In early October, a few weeks before I met him, No. 534 was weaned from
his mother. Weaning is perhaps the most traumatic time on a ranch for
animals and ranchers alike; cows separated from their calves will mope
and bellow for days, and the calves themselves, stressed by the change
in circumstance and diet, are prone to get sick.
On
many ranches, weaned calves go directly from the pasture to the sale
barn, where they're sold at auction, by the pound, to feedlots. The
Blairs prefer to own their steers straight through to slaughter and to
keep them on the ranch for a couple of months of ''backgrounding''
before sending them on the 500-mile trip to Poky Feeders. Think of
backgrounding as prep school for feedlot life: the animals are confined
in a pen, ''bunk broken'' -- taught to eat from a trough -- and
gradually accustomed to eating a new, unnatural diet of grain. (Grazing
cows encounter only tiny amounts of grain, in the form of grass seeds.)
It was in the backgrounding pen
that I first met No. 534 on an unseasonably warm afternoon in November.

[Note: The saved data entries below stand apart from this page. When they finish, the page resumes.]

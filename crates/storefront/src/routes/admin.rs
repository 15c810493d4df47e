//! Admin route handlers.
//!
//! Product writes here are the consumers of the slug pipeline: payloads go
//! through the catalog service, which slugifies, resolves uniqueness, and
//! handles the insert-conflict retry. Every handler takes `RequireAdmin`.

use axum::Json;
use axum::extract::{Path, Query, State};
use serde::Deserialize;
use serde_json::json;
use tracing::instrument;

use marigold_core::{OrderId, ProductId};

use crate::db::OtpChallengeRepository;
use crate::error::Result;
use crate::middleware::RequireAdmin;
use crate::models::order::Order;
use crate::models::product::Product;
use crate::services::catalog::ProductInput;
use crate::state::AppState;

/// `POST /admin/products` - create a product.
#[instrument(skip(state, _admin, input))]
pub async fn create_product(
    State(state): State<AppState>,
    _admin: RequireAdmin,
    Json(input): Json<ProductInput>,
) -> Result<Json<Product>> {
    let product = state.catalog().create(input).await?;
    tracing::info!(product_id = %product.id, slug = %product.slug, "product created");
    Ok(Json(product))
}

/// `PUT /admin/products/{id}` - update a product.
#[instrument(skip(state, _admin, input))]
pub async fn update_product(
    State(state): State<AppState>,
    _admin: RequireAdmin,
    Path(id): Path<i64>,
    Json(input): Json<ProductInput>,
) -> Result<Json<Product>> {
    let product = state.catalog().update(ProductId::new(id), input).await?;
    Ok(Json(product))
}

/// `DELETE /admin/products/{id}` - delete a product.
#[instrument(skip(state, _admin))]
pub async fn delete_product(
    State(state): State<AppState>,
    _admin: RequireAdmin,
    Path(id): Path<i64>,
) -> Result<Json<serde_json::Value>> {
    state.catalog().delete(ProductId::new(id)).await?;
    Ok(Json(json!({ "ok": true })))
}

/// Paging query for the admin order listing.
#[derive(Debug, Deserialize)]
pub struct OrderListQuery {
    #[serde(default)]
    pub page: Option<i64>,
    #[serde(default)]
    pub per_page: Option<i64>,
}

/// `GET /admin/orders` - all orders, newest first.
#[instrument(skip(state, _admin))]
pub async fn list_orders(
    State(state): State<AppState>,
    _admin: RequireAdmin,
    Query(query): Query<OrderListQuery>,
) -> Result<Json<Vec<Order>>> {
    let page = query.page.unwrap_or(1).max(1);
    let per_page = query.per_page.unwrap_or(50).clamp(1, 200);
    let offset = (page - 1).saturating_mul(per_page);

    let orders = state.orders().list_all(per_page, offset).await?;
    Ok(Json(orders))
}

/// Status update payload.
#[derive(Debug, Deserialize)]
pub struct StatusUpdate {
    pub status: String,
}

/// `PUT /admin/orders/{id}/status` - update fulfillment status.
#[instrument(skip(state, _admin))]
pub async fn update_order_status(
    State(state): State<AppState>,
    _admin: RequireAdmin,
    Path(id): Path<i64>,
    Json(update): Json<StatusUpdate>,
) -> Result<Json<serde_json::Value>> {
    state
        .orders()
        .update_status(OrderId::new(id), &update.status)
        .await?;
    Ok(Json(json!({ "ok": true })))
}

/// `DELETE /admin/otp-challenges/expired` - manual hygiene sweep.
///
/// Expiry is enforced lazily on verify; this reclaims rows for phones
/// that never came back. The same sweep runs periodically when
/// `MARIGOLD_OTP_SWEEP_INTERVAL_SECS` is set.
#[instrument(skip(state, _admin))]
pub async fn sweep_expired_otp(
    State(state): State<AppState>,
    _admin: RequireAdmin,
) -> Result<Json<serde_json::Value>> {
    let removed = OtpChallengeRepository::new(state.pool())
        .delete_expired()
        .await?;
    Ok(Json(json!({ "ok": true, "removed": removed })))
}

I'd told the Blairs I wanted to follow one of their steers through the
life cycle; Ed, 49, suggested I might as well buy a steer, as a way to
really understand the daunting economics of modern ranching. Ed and
Rich told me what to look for: a broad, straight back and thick
hindquarters. Basically, you want a strong frame on which to hang a lot
of meat. I was also looking for a memorable face in this Black Angus
sea, one that would stand out in the feedlot crowd. Almost as soon as I
started surveying the 90 or so steers in the pen, No. 534 moseyed up to
the railing and made eye contact. He had a wide, stout frame and was
brockle- faced -- he had three distinctive white blazes. If not for
those markings, Ed said, No. 534 might have been spared castration and
sold as a bull; he was that good-looking. But the white blazes indicate
the presence of Hereford blood, rendering him ineligible for life as an
Angus stud. Tough break.
Rich
said he would calculate the total amount I owed the next time No. 534
got weighed but that the price would be $98 a hundredweight for an
animal of this quality. He would then bill me for all expenses (feed,
shots, et cetera) and, beginning in January, start passing on the
weekly ''hotel charges'' from Poky Feeders. In June we'd find out from
the packing plant how well my investment had panned out: I would
receive a payment for No. 534 based on his carcass weight, plus a
premium if he earned a U.S.D.A. grade of choice or prime. ''And if
you're worried about the cattle market,'' Rich said jokingly, referring
to its post-Sept. 11 slide, ''I can sell you an option too.'' Option
insurance has become increasingly popular among cattlemen in the wake
of mad-cow and foot-and-mouth disease.
Rich
handles the marketing end of the business out of an office in Sturgis,
where he also trades commodities. In fact you'd never guess from Rich's
unlined, indoorsy face and golfish attire that he was a rancher. Ed, by
contrast, spends his days on the ranch and better looks the part, with
his well-creased visage, crinkly cowboy eyes and ever-present plug of
tobacco. His cap carries the same prairie-flat slogan I'd spotted on
the ranch's roadside sign: ''Beef: It's What's for Dinner.''
My
second morning on the ranch, I helped Troy Hadrick, Ed's son-in-law and
a ranch hand, feed the steers in the backgrounding pen. A thickly
muscled post of a man, Hadrick is 25 and wears a tall black cowboy hat
perpetually crowned by a pair of mirrored Oakley sunglasses. He studied
animal science at South Dakota State and is up on the latest university
thinking on cattle nutrition, reproduction and medicine. Hadrick seems
to relish everything to do with ranching, from calving to wielding the
artificial-insemination syringe.
Hadrick
and I squeezed into the heated cab of a huge swivel-hipped tractor
hooked up to a feed mixer: basically, a dump truck with a giant screw
through the middle to blend ingredients. First stop was a hopper filled
with Rumensin, a powerful antibiotic that No. 534 will consume with his
feed every day for the rest of his life. Calves have no need of regular
medication while on grass, but as soon as they're placed in the
backgrounding pen, they're apt to get sick. Why? The stress of weaning
is a factor, but the main culprit is the feed. The shift to a ''hot
ration'' of grain can so disturb the cow's digestive process -- its
rumen, in particular -- that it can kill the animal if not managed
carefully and accompanied by antibiotics.
After
we'd scooped the ingredients into the hopper and turned on the mixer,
Hadrick deftly sidled the tractor alongside the pen and flipped a
switch to release a dusty tan stream of feed in a long, even line. No.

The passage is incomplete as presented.